Google Research is sharing details about PhotoScan AI that can estimate body fat using just smartphone photos. Getting a full picture of your body composition requires more than just stepping on a scale. It typically requires complex imaging such as X-ray analysis to assess how and where the body stores fat. Google researchers have been working on a much simpler way to get similar insight using just the phone’s camera.
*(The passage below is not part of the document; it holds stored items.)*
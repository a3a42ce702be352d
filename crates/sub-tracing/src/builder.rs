// SPDX-License-Identifier: AGPL-3.0-or-later
// Copyright (c) 2025 ReifyDB

use conduit_type::{Error, Result};
use serde::Deserialize;
use tracing_subscriber::EnvFilter;

/// Installs the global `tracing` subscriber.
///
/// `RUST_LOG`, when set and valid, takes precedence over the configured level.
#[derive(Debug, Clone, Deserialize)]
#[serde(default)]
pub struct TracingBuilder {
	level: String,
	json: bool,
	target: bool,
}

impl TracingBuilder {
	pub fn new() -> Self {
		Self::default()
	}

	/// Filter directive used when `RUST_LOG` is unset, e.g. `"info"` or
	/// `"conduit_sub_server_ws=debug,info"`.
	pub fn with_level(mut self, level: impl Into<String>) -> Self {
		self.level = level.into();
		self
	}

	pub fn with_json(mut self, json: bool) -> Self {
		self.json = json;
		self
	}

	pub fn with_target(mut self, target: bool) -> Self {
		self.target = target;
		self
	}

	pub fn filter(&self) -> EnvFilter {
		EnvFilter::try_from_default_env().unwrap_or_else(|_| EnvFilter::new(&self.level))
	}

	/// Install the subscriber. Fails if one is already installed.
	pub fn init(self) -> Result<()> {
		let filter = self.filter();
		let builder = tracing_subscriber::fmt().with_env_filter(filter).with_target(self.target);

		let result = if self.json {
			builder.json().try_init()
		} else {
			builder.try_init()
		};

		result.map_err(|e| Error::internal(format!("failed to install tracing subscriber: {}", e)))?;
		tracing::debug!("Tracing initialised at {}", self.level);
		Ok(())
	}
}

impl Default for TracingBuilder {
	fn default() -> Self {
		Self {
			level: "info".to_string(),
			json: false,
			target: true,
		}
	}
}

#[cfg(test)]
mod tests {
	use super::*;

	#[test]
	fn test_deserialize_partial() {
		let builder: TracingBuilder = serde_json::from_str(r#"{"level": "debug"}"#).unwrap();
		assert_eq!(builder.level, "debug");
		assert!(!builder.json);
		assert!(builder.target);
	}

	#[test]
	fn test_second_init_fails() {
		let _ = TracingBuilder::new().with_level("warn").init();
		assert!(TracingBuilder::new().init().is_err());
	}
}
// SPDX-License-Identifier: AGPL-3.0-or-later
// Copyright (c) 2025 ReifyDB

use conduit_sub_server::Response as Envelope;
use conduit_type::Error;
use serde_json::json;
use tokio_tungstenite::tungstenite::{
	handshake::server::{ErrorResponse, Request, Response},
	http::{HeaderValue, StatusCode, header::CONTENT_TYPE},
};

/// Handshake callback accepting upgrades on `path` only.
pub(crate) fn require_path(path: String) -> impl FnOnce(&Request, Response) -> Result<Response, ErrorResponse> {
	move |request: &Request, response: Response| {
		if request.uri().path() == path {
			return Ok(response);
		}

		tracing::debug!("Rejecting upgrade on {}, expected {}", request.uri().path(), path);
		Err(reject(StatusCode::NOT_FOUND, &Error::UpgradeFailed))
	}
}

fn reject(status: StatusCode, err: &Error) -> ErrorResponse {
	let body = Envelope::from(err).to_json().unwrap_or_else(|_| json!({"errors": [err.to_string()]}).to_string());

	let mut response = ErrorResponse::new(Some(body));
	*response.status_mut() = status;
	response.headers_mut().insert(CONTENT_TYPE, HeaderValue::from_static("application/json"));
	response
}

#[cfg(test)]
mod tests {
	use super::*;

	fn request(uri: &str) -> Request {
		Request::builder().uri(uri).body(()).unwrap()
	}

	#[test]
	fn test_matching_path_is_accepted() {
		let callback = require_path("/subscriptions".to_string());
		assert!(callback(&request("/subscriptions"), Response::new(())).is_ok());
	}

	#[test]
	fn test_query_string_is_ignored() {
		let callback = require_path("/subscriptions".to_string());
		assert!(callback(&request("/subscriptions?client=a"), Response::new(())).is_ok());
	}

	#[test]
	fn test_other_path_is_rejected() {
		let callback = require_path("/subscriptions".to_string());
		let rejected = callback(&request("/graphql"), Response::new(())).unwrap_err();
		assert_eq!(rejected.status(), StatusCode::NOT_FOUND);
		assert_eq!(rejected.body().as_deref(), Some(r#"{"errors":["could not establish websocket connection"]}"#));
	}
}
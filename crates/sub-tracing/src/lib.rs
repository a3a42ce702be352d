// SPDX-License-Identifier: AGPL-3.0-or-later
// Copyright (c) 2025 ReifyDB

//! Process-wide log output for the gateway.

pub mod builder;

pub use builder::TracingBuilder;
// SPDX-License-Identifier: AGPL-3.0-or-later
// Copyright (c) 2025 ReifyDB

//! Shared error and result types for the Conduit gateway.
//!
//! Every crate in the workspace reports failures through [`Error`]. Each variant
//! carries a stable machine code (see [`Error::code`]) and renders a
//! human-readable message through `Display`; the message is what clients see in
//! the `errors` array of a response envelope.

pub mod error;

pub use error::{Error, ErrorClass};

pub type Result<T> = std::result::Result<T, Error>;
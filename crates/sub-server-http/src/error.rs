// SPDX-License-Identifier: AGPL-3.0-or-later
// Copyright (c) 2025 ReifyDB

//! Mapping of gateway errors onto HTTP responses.
//!
//! Transport problems get a non-200 status; anything the engine reports about
//! the query itself is a 200 carrying an error envelope.

use std::fmt::{self, Display, Formatter};

use axum::{
	Json,
	http::StatusCode,
	response::{IntoResponse, Response},
};
use conduit_sub_server::Response as Envelope;
use conduit_type::Error;

#[derive(Debug)]
pub struct AppError(pub Error);

impl AppError {
	pub fn status(&self) -> StatusCode {
		match &self.0 {
			Error::MethodNotAllowed => StatusCode::METHOD_NOT_ALLOWED,
			Error::MissingBody | Error::MalformedBody(_) | Error::UpgradeFailed => StatusCode::BAD_REQUEST,
			Error::Internal(_) => StatusCode::INTERNAL_SERVER_ERROR,
			_ => StatusCode::OK,
		}
	}
}

impl From<Error> for AppError {
	fn from(err: Error) -> Self {
		AppError(err)
	}
}

impl Display for AppError {
	fn fmt(&self, f: &mut Formatter<'_>) -> fmt::Result {
		Display::fmt(&self.0, f)
	}
}

impl std::error::Error for AppError {}

impl IntoResponse for AppError {
	fn into_response(self) -> Response {
		let status = self.status();
		match &self.0 {
			Error::Internal(msg) => tracing::error!("Internal error: {}", msg),
			Error::Timeout => tracing::error!("Query execution timed out"),
			err => tracing::debug!("Request failed with {}: {}", err.code(), err),
		}

		(status, Json(Envelope::from(&self.0))).into_response()
	}
}

#[cfg(test)]
mod tests {
	use super::*;

	#[test]
	fn test_status_mapping() {
		assert_eq!(AppError(Error::MethodNotAllowed).status(), StatusCode::METHOD_NOT_ALLOWED);
		assert_eq!(AppError(Error::MissingBody).status(), StatusCode::BAD_REQUEST);
		assert_eq!(AppError(Error::MalformedBody("eof".into())).status(), StatusCode::BAD_REQUEST);
		assert_eq!(AppError(Error::validation("bad")).status(), StatusCode::OK);
		assert_eq!(AppError(Error::Timeout).status(), StatusCode::OK);
		assert_eq!(AppError(Error::internal("boom")).status(), StatusCode::INTERNAL_SERVER_ERROR);
	}

	#[test]
	fn test_app_error_display() {
		let err = AppError(Error::MissingBody);
		assert_eq!(err.to_string(), "request must include a query");
	}
}
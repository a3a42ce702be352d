// SPDX-License-Identifier: AGPL-3.0-or-later
// Copyright (c) 2025 ReifyDB

use std::fmt::{self, Display, Formatter};

use serde::Serialize;
use uuid::Uuid;

/// Identity of one subscription session, minted when the connection is accepted.
///
/// Used for registry bookkeeping and diagnostics only; it carries no authority.
#[repr(transparent)]
#[derive(Debug, Copy, Clone, PartialEq, Eq, Hash, PartialOrd, Ord, Serialize)]
#[serde(transparent)]
pub struct SessionId(Uuid);

impl SessionId {
	/// Time-ordered, so ids sort by connection time in logs.
	pub fn generate() -> Self {
		Self(Uuid::now_v7())
	}
}

impl Display for SessionId {
	fn fmt(&self, f: &mut Formatter<'_>) -> fmt::Result {
		Display::fmt(&self.0, f)
	}
}

impl From<Uuid> for SessionId {
	fn from(value: Uuid) -> Self {
		Self(value)
	}
}

impl From<SessionId> for Uuid {
	fn from(value: SessionId) -> Self {
		value.0
	}
}

#[cfg(test)]
mod tests {
	use super::*;

	#[test]
	fn test_generate_is_unique() {
		let first = SessionId::generate();
		let second = SessionId::generate();
		assert_ne!(first, second);
	}
}
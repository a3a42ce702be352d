// SPDX-License-Identifier: AGPL-3.0-or-later
// Copyright (c) 2025 ReifyDB

//! Schema made of three root objects, each a set of named resolvers.

use std::{
	collections::BTreeMap,
	fmt::{self, Debug, Display, Formatter},
	sync::Arc,
};

use conduit_type::{Error, Result};
use serde::Serialize;
use serde_json::Value;

use crate::{Arguments, Context, OperationKind};

/// Resolves a root field. `root` is the value the operation runs against: for
/// subscriptions this is the payload of the event that triggered re-execution.
pub type Resolver = Arc<dyn Fn(&Context, &Arguments, Option<&Value>) -> Result<Value> + Send + Sync>;

#[derive(Clone)]
pub struct Field {
	name: String,
	resolver: Resolver,
}

impl Field {
	pub fn name(&self) -> &str {
		&self.name
	}

	pub fn resolve(&self, ctx: &Context, arguments: &Arguments, root: Option<&Value>) -> Result<Value> {
		(self.resolver)(ctx, arguments, root)
	}
}

impl Debug for Field {
	fn fmt(&self, f: &mut Formatter<'_>) -> fmt::Result {
		f.debug_struct("Field").field("name", &self.name).finish_non_exhaustive()
	}
}

#[derive(Clone, Debug)]
pub struct Object {
	name: String,
	fields: BTreeMap<String, Field>,
}

impl Object {
	pub fn new(name: impl Into<String>) -> Self {
		Self {
			name: name.into(),
			fields: BTreeMap::new(),
		}
	}

	pub fn name(&self) -> &str {
		&self.name
	}

	pub fn field(&self, name: &str) -> Option<&Field> {
		self.fields.get(name)
	}

	pub fn fields(&self) -> impl Iterator<Item = &Field> {
		self.fields.values()
	}

	/// Register a field backed by `f`. The return value is serialized to JSON;
	/// an error is reported to the client through its `Display` text.
	///
	/// Registering the same name twice replaces the earlier resolver.
	pub fn field_func<F, T, E>(&mut self, name: impl Into<String>, f: F) -> &mut Self
	where
		F: Fn(&Context, &Arguments, Option<&Value>) -> std::result::Result<T, E> + Send + Sync + 'static,
		T: Serialize,
		E: Display,
	{
		let name = name.into();
		let resolver: Resolver = Arc::new(move |ctx: &Context, arguments: &Arguments, root: Option<&Value>| {
			let value = f(ctx, arguments, root).map_err(|e| Error::execution(e.to_string()))?;
			serde_json::to_value(value).map_err(|e| Error::execution(e.to_string()))
		});
		self.fields.insert(
			name.clone(),
			Field {
				name,
				resolver,
			},
		);
		self
	}
}

#[derive(Clone, Debug)]
pub struct Schema {
	pub query: Object,
	pub mutation: Object,
	pub subscription: Object,
}

impl Schema {
	/// The root object an operation of `kind` executes against.
	pub fn root(&self, kind: OperationKind) -> &Object {
		match kind {
			OperationKind::Query => &self.query,
			OperationKind::Mutation => &self.mutation,
			OperationKind::Subscription => &self.subscription,
		}
	}
}

pub struct SchemaBuilder {
	query: Object,
	mutation: Object,
	subscription: Object,
}

impl SchemaBuilder {
	pub fn new() -> Self {
		Self {
			query: Object::new("Query"),
			mutation: Object::new("Mutation"),
			subscription: Object::new("Subscription"),
		}
	}

	pub fn query(&mut self) -> &mut Object {
		&mut self.query
	}

	pub fn mutation(&mut self) -> &mut Object {
		&mut self.mutation
	}

	pub fn subscription(&mut self) -> &mut Object {
		&mut self.subscription
	}

	pub fn build(self) -> Schema {
		Schema {
			query: self.query,
			mutation: self.mutation,
			subscription: self.subscription,
		}
	}
}

impl Default for SchemaBuilder {
	fn default() -> Self {
		Self::new()
	}
}

#[cfg(test)]
mod tests {
	use serde_json::json;

	use super::*;

	#[test]
	fn test_roots_by_kind() {
		let mut builder = SchemaBuilder::new();
		builder.query().field_func("a", |_, _, _| Ok::<_, String>(1));
		builder.mutation().field_func("b", |_, _, _| Ok::<_, String>(2));
		builder.subscription().field_func("c", |_, _, _| Ok::<_, String>(3));
		let schema = builder.build();

		assert_eq!(schema.root(OperationKind::Query).name(), "Query");
		assert!(schema.root(OperationKind::Query).field("a").is_some());
		assert!(schema.root(OperationKind::Mutation).field("b").is_some());
		assert!(schema.root(OperationKind::Subscription).field("c").is_some());
		assert!(schema.root(OperationKind::Subscription).field("a").is_none());
	}

	#[test]
	fn test_field_func_serializes_and_maps_errors() {
		#[derive(Serialize)]
		struct Channel {
			id: String,
		}

		let mut object = Object::new("Query");
		object.field_func("channel", |_, args, _| {
			Ok::<_, String>(Channel {
				id: args.get("id").and_then(Value::as_str).unwrap_or_default().to_string(),
			})
		});
		object.field_func("broken", |_, _, _| Err::<Value, _>("resolver failed"));

		let mut args = Arguments::new();
		args.insert("id".to_string(), json!("ch_1"));
		let value = object.field("channel").unwrap().resolve(&Context::new(), &args, None).unwrap();
		assert_eq!(value, json!({"id": "ch_1"}));

		let err = object.field("broken").unwrap().resolve(&Context::new(), &Arguments::new(), None).unwrap_err();
		assert_eq!(err, Error::execution("resolver failed"));
	}
}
Google’s PhotoScan AI aims to offer a simpler way to track body composition
The new PhotoScan system estimates body composition by using AI to analyze a series of 2D images of your body. Google apparently trained the system using data from DXA scans, measuring both overall body fat levels and ratios between core and waist/leg fat (A/G ratio) and between organ and subcutaneous fat (V/S ratio).
Combining that with body data from MRI scans and then further refined with a fresh set incorporating actual photos from smartphone cameras, the team’s model was apparently able to visually estimate body fat with better accuracy than with tools like the bioelectrical impedance analysis (BIA) sensor on wearables. It also showed high accuracy in estimating those A/G and V/S ratios, which BIA sensors can’t.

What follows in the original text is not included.